1

Кто ангелов видел – в Бога не верит.

А вот в воскресение плоти – запросто.

Я ощутил своё тело. Неожиданно увидел свет. Это что, тот самый «свет в конце туннеля»? Что-то услышал – звук, обрывок ноты…

Свет исчез. Так быстро, что я даже не успел ничего осознать.

Да что не так!

«Боря!»

«Я думаю, – ответил Боря серьёзно. Добавил очевидное: – Что-то не так».

И тут я снова осознал себя, ощутил тело, с всхлипом всосал прохладный, лишённый запахов, тысячи раз прошедший рециркуляцию воздух.

Открыл глаза.

Низкий потолок был покрашен в голубой цвет. Кое-где краска облупилась и виднелся металл. В воздухе висел гул – лёгкий, почти неощутимый. За долгие годы он стал настолько привычным, что я замечаю его лишь после гибели.

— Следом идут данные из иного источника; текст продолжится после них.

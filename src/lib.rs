// hnsresolve: an SPV light-client resolver core for the Handshake naming
// blockchain. Follows the chain's header sequence via a peer-to-peer
// protocol and answers name-resolution queries by requesting cryptographic
// proofs from full-node peers.

pub mod chain;
pub mod cli;
pub mod discovery;
pub mod error;
pub mod protocol;
pub mod query;
pub mod registry;
pub mod sync;
pub mod wire;

use std::path::PathBuf;
use std::time::Duration;

use tracing::{info, warn};

use chain::HeaderChain;
use error::ResolverError;
use query::NameQueryResult;
use registry::PeerRegistry;

const HEADER_STORE_FILE: &str = "headers.dat";

/// Assembled runtime configuration. Built from CLI args via
/// `cli::config::NodeConfig::from_run_cmd`, but usable directly by anyone
/// embedding this crate.
#[derive(Debug, Clone)]
pub struct Config {
    pub data_dir: PathBuf,
    pub dns_seeds: Vec<String>,
    pub connect_timeout: Duration,
    pub read_timeout: Duration,
    pub exclusion_threshold: u32,
}

impl Default for Config {
    fn default() -> Self {
        Config {
            data_dir: dirs::data_dir().unwrap_or_else(|| PathBuf::from(".")).join("hnsresolve"),
            dns_seeds: discovery::COMPILED_IN_SEEDS.iter().map(|s| s.to_string()).collect(),
            connect_timeout: protocol::CONNECT_TIMEOUT,
            read_timeout: protocol::READ_TIMEOUT,
            exclusion_threshold: registry::DEFAULT_EXCLUSION_THRESHOLD,
        }
    }
}

#[derive(Debug, Clone, Copy)]
pub struct SyncResult {
    pub success: bool,
    pub network_height: Option<u32>,
}

/// The surface a DNS-over-HTTPS/DoT front-end consumes: `sync`, `query`,
/// and `network_height`. Owns the chain and peer registry handles rather
/// than reaching for process-wide singletons.
pub struct Resolver {
    config: Config,
    chain: HeaderChain,
    registry: PeerRegistry,
    network_height: Option<u32>,
}

impl Resolver {
    pub fn init(config: Config) -> Result<Self, ResolverError> {
        std::fs::create_dir_all(&config.data_dir)
            .map_err(|e| ResolverError::Config(error::ConfigError::InvalidDataDir(e.to_string())))?;
        if config.dns_seeds.is_empty() {
            return Err(ResolverError::Config(error::ConfigError::NoSeeds));
        }

        let chain = HeaderChain::load_from(&config.data_dir.join(HEADER_STORE_FILE))?;
        let registry = PeerRegistry::load(&config.data_dir).with_exclusion_threshold(config.exclusion_threshold);

        Ok(Resolver { config, chain, registry, network_height: None })
    }

    pub async fn sync(&mut self) -> SyncResult {
        let outcome = sync::sync(&mut self.chain, &mut self.registry, &self.config.dns_seeds).await;
        if let Some(h) = outcome.network_height {
            self.network_height = Some(h);
        }

        if let Err(e) = self.chain.persist_to(&self.config.data_dir.join(HEADER_STORE_FILE)) {
            warn!("failed to persist header chain: {e}");
        }

        info!(success = outcome.success, tip = self.chain.tip_height(), "sync complete");
        SyncResult { success: outcome.success, network_height: outcome.network_height }
    }

    pub async fn query(&mut self, name_hash: [u8; 32]) -> NameQueryResult {
        let chain_root = self.chain.current_name_root();
        let chain_height = self.chain.tip_height();
        query::query(&mut self.registry, &self.config.dns_seeds, name_hash, chain_root, chain_height, self.network_height)
            .await
    }

    pub fn network_height(&self) -> Option<u32> {
        self.network_height
    }

    pub fn tip_height(&self) -> u32 {
        self.chain.tip_height()
    }
}
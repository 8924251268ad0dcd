//! Checksum-indexed filespec registry.
//!
//! Owned by one enhancement pass and discarded with it. Within one message
//! a checksum always resolves to the same filespec; across messages the
//! same checksum resolves independently — attachments are disambiguated
//! per message, never deduplicated globally.

use std::collections::HashMap;

use lopdf::ObjectId;

use crate::error::{AttachmentError, Result};

#[derive(Debug, Default)]
pub struct FilespecRegistry {
    entries: HashMap<(String, String), ObjectId>,
}

impl FilespecRegistry {
    pub fn new() -> Self {
        Self::default()
    }

    /// Records a filespec for (checksum, message id). Re-inserting an
    /// existing key is redundant, not an error; the first mapping wins.
    pub fn insert(&mut self, checksum: &str, message_id: &str, filespec: ObjectId) {
        self.entries
            .entry((checksum.to_ascii_lowercase(), message_id.to_string()))
            .or_insert(filespec);
    }

    pub fn get(&self, checksum: &str, message_id: &str) -> Option<ObjectId> {
        self.entries
            .get(&(checksum.to_ascii_lowercase(), message_id.to_string()))
            .copied()
    }

    /// Resolution scoped to one message; missing entries are fatal for the
    /// hierarchy builder.
    pub fn resolve(&self, checksum: &str, message_id: &str) -> Result<ObjectId> {
        self.get(checksum, message_id).ok_or_else(|| {
            AttachmentError::Unresolved {
                checksum: checksum.to_string(),
                message_id: message_id.to_string(),
            }
            .into()
        })
    }

    pub fn len(&self) -> usize {
        self.entries.len()
    }

    pub fn is_empty(&self) -> bool {
        self.entries.is_empty()
    }
}

#[cfg(test)]
mod tests {
    use super::*;

    #[test]
    fn same_checksum_in_two_messages_stays_distinct() {
        let mut registry = FilespecRegistry::new();
        registry.insert("deadbeef", "msg-1", (10, 0));
        registry.insert("deadbeef", "msg-2", (20, 0));

        assert_eq!(registry.len(), 2);
        assert_eq!(registry.resolve("deadbeef", "msg-1").unwrap(), (10, 0));
        assert_eq!(registry.resolve("deadbeef", "msg-2").unwrap(), (20, 0));
    }

    #[test]
    fn duplicate_insert_is_redundant() {
        let mut registry = FilespecRegistry::new();
        registry.insert("cafe", "msg-1", (10, 0));
        registry.insert("cafe", "msg-1", (99, 0));
        assert_eq!(registry.len(), 1);
        assert_eq!(registry.resolve("cafe", "msg-1").unwrap(), (10, 0));
    }

    #[test]
    fn lookup_is_case_insensitive_on_checksums() {
        let mut registry = FilespecRegistry::new();
        registry.insert("DEADBEEF", "msg-1", (10, 0));
        assert_eq!(registry.resolve("deadbeef", "msg-1").unwrap(), (10, 0));
    }

    #[test]
    fn unknown_key_fails_resolution() {
        let registry = FilespecRegistry::new();
        assert!(registry.resolve("deadbeef", "msg-1").is_err());
    }
}
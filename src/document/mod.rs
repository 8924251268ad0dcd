// Document-level services: the open session, the page index, name-tree
// access and the lazily built annotation caches.

pub mod annotations;
pub mod name_tree;
pub mod page_index;
pub mod session;

pub use annotations::AnnotationIndex;
pub use page_index::PageIndex;
pub use session::Session;
//! The enhancement pipeline.
//!
//! One `Enhancer` drives one pass over a rendered archive: attachments are
//! normalized first so every later stage sees canonical filespecs, links
//! are promoted while the navigation destinations still exist, the
//! embedded-files index is rebuilt from the normalized state, the part
//! hierarchy goes in last among the structural stages, and the compliance
//! fixups run over the finished graph. Output is written only when every
//! stage succeeded.

use std::path::Path;

use tracing::{info, instrument};

use crate::attachments::{
    AttachmentNormalizer, FilespecRegistry, IndexRebuilder, LinkPromoter, NormalizeReport,
};
use crate::attachments::index_rebuilder::RebuildReport;
use crate::attachments::promoter::PromoteReport;
use crate::config::EnhancerConfig;
use crate::document::{AnnotationIndex, PageIndex, Session};
use crate::dpart::builder::BuildReport;
use crate::dpart::{DPartBuilder, DPartTree};
use crate::fixups::{ComplianceFixups, FixupReport};
use crate::types::{parse_manifest, AttachmentDescriptor};
use crate::error::Result;

/// Per-stage counters for one completed pass.
#[derive(Debug, Default)]
pub struct EnhanceReport {
    pub normalize: NormalizeReport,
    pub promote: PromoteReport,
    pub rebuild: RebuildReport,
    pub hierarchy: BuildReport,
    pub fixups: FixupReport,
}

pub struct Enhancer {
    config: EnhancerConfig,
}

impl Enhancer {
    pub fn new(config: EnhancerConfig) -> Result<Self> {
        config.validate()?;
        Ok(Self { config })
    }

    pub fn config(&self) -> &EnhancerConfig {
        &self.config
    }

    /// Runs the full pass and writes the enhanced document.
    #[instrument(skip_all, fields(input = %input.as_ref().display()))]
    pub async fn enhance(
        &self,
        input: impl AsRef<Path>,
        tree_xml: &str,
        manifest_json: &str,
        output: impl AsRef<Path>,
    ) -> Result<EnhanceReport> {
        let tree = DPartTree::from_xml(tree_xml, self.config.max_tree_depth)?;
        let descriptors = parse_manifest(manifest_json)?;

        let mut session = Session::open(input)?;
        let report = self.run_stages(&mut session, &tree, &descriptors).await?;
        session.finalize(output)?;
        Ok(report)
    }

    /// Runs every stage against an open session without writing output.
    /// The command-line dry-run mode and the integration tests drive this
    /// directly.
    pub async fn run_stages(
        &self,
        session: &mut Session,
        tree: &DPartTree,
        descriptors: &[AttachmentDescriptor],
    ) -> Result<EnhanceReport> {
        let pages = PageIndex::new(&session.doc)?;
        let annotations = AnnotationIndex::new();
        let mut registry = FilespecRegistry::new();

        let normalize = AttachmentNormalizer::new(&self.config)
            .run(session, &annotations, descriptors, &mut registry)
            .await?;
        let promote = LinkPromoter::new(&self.config)
            .run(session, &annotations, &normalize.records)
            .await?;
        let rebuild = IndexRebuilder::new().run(session).await?;
        let hierarchy = DPartBuilder::new()
            .run(session, tree, &registry, &pages)
            .await?;

        let use_attachments_pane =
            hierarchy.leaves == 1 && hierarchy.attachments_linked > 0;
        let fixups = ComplianceFixups::new()
            .run(session, use_attachments_pane)
            .await?;

        info!(
            messages = hierarchy.leaves,
            attachments = normalize.groups,
            promoted = promote.promoted,
            indexed = rebuild.index_entries,
            "enhancement pass complete"
        );
        Ok(EnhanceReport {
            normalize,
            promote,
            rebuild,
            hierarchy,
            fixups,
        })
    }
}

«Сбой какой-то был?» – спросил я Борю. Мысленно, конечно.

Боря не ответил.

Я собрался и осторожно сел на кушетке. Отцепил от груди гроздь датчиков. Комната была маленькая, почти пустая. Дверь в коридор, дверь в сортир и душевую, стул, моя кушетка, а рядом – пластиковый контейнер с прозрачной крышкой, размером с большой гроб.

Гробом он на данный момент и являлся.

За контейнером была ещё одна дверь, пошире, сейчас закрытая.

Одежда и грузилово лежали в ногах кушетки, я был совершенно голым, но одеваться не спешил. Посидел, сжимая и разжимая кулаки, ощупал лицо. Разумеется (никогда не удержишься), посмотрел ниже пояса. Потом глянул на свою левую пятку, послюнил палец и потёр краску.

Дверь в коридор открылась.

– Святик Морозов!

Инесса Михайловна – единственная, кто зовёт меня Святиком.

– Здрасте, – сказал я, безуспешно постаравшись придать голосу побольше солидности.

Психологу нашего второго крыла (семь эскадрилий по четыре «пчелы», эскадрилья из трёх «ос» и командирский «шершень») за сорок лет. Она симпатичная, с копной светлых волос, с мягким улыбчивым лицом. Пухлая, на Земле ей было бы тяжеловато.

Но здесь, на Каллисто, Инесса весит килограммов десять и порхает, будто бабочка. Грузилово она не носит принципиально.

Инесса села рядом и ласково обняла меня.

– Как ты, Святик?

– Первый раз, что ли… – буркнул я.

– Правда – серафим? – понизив голос, спросила она.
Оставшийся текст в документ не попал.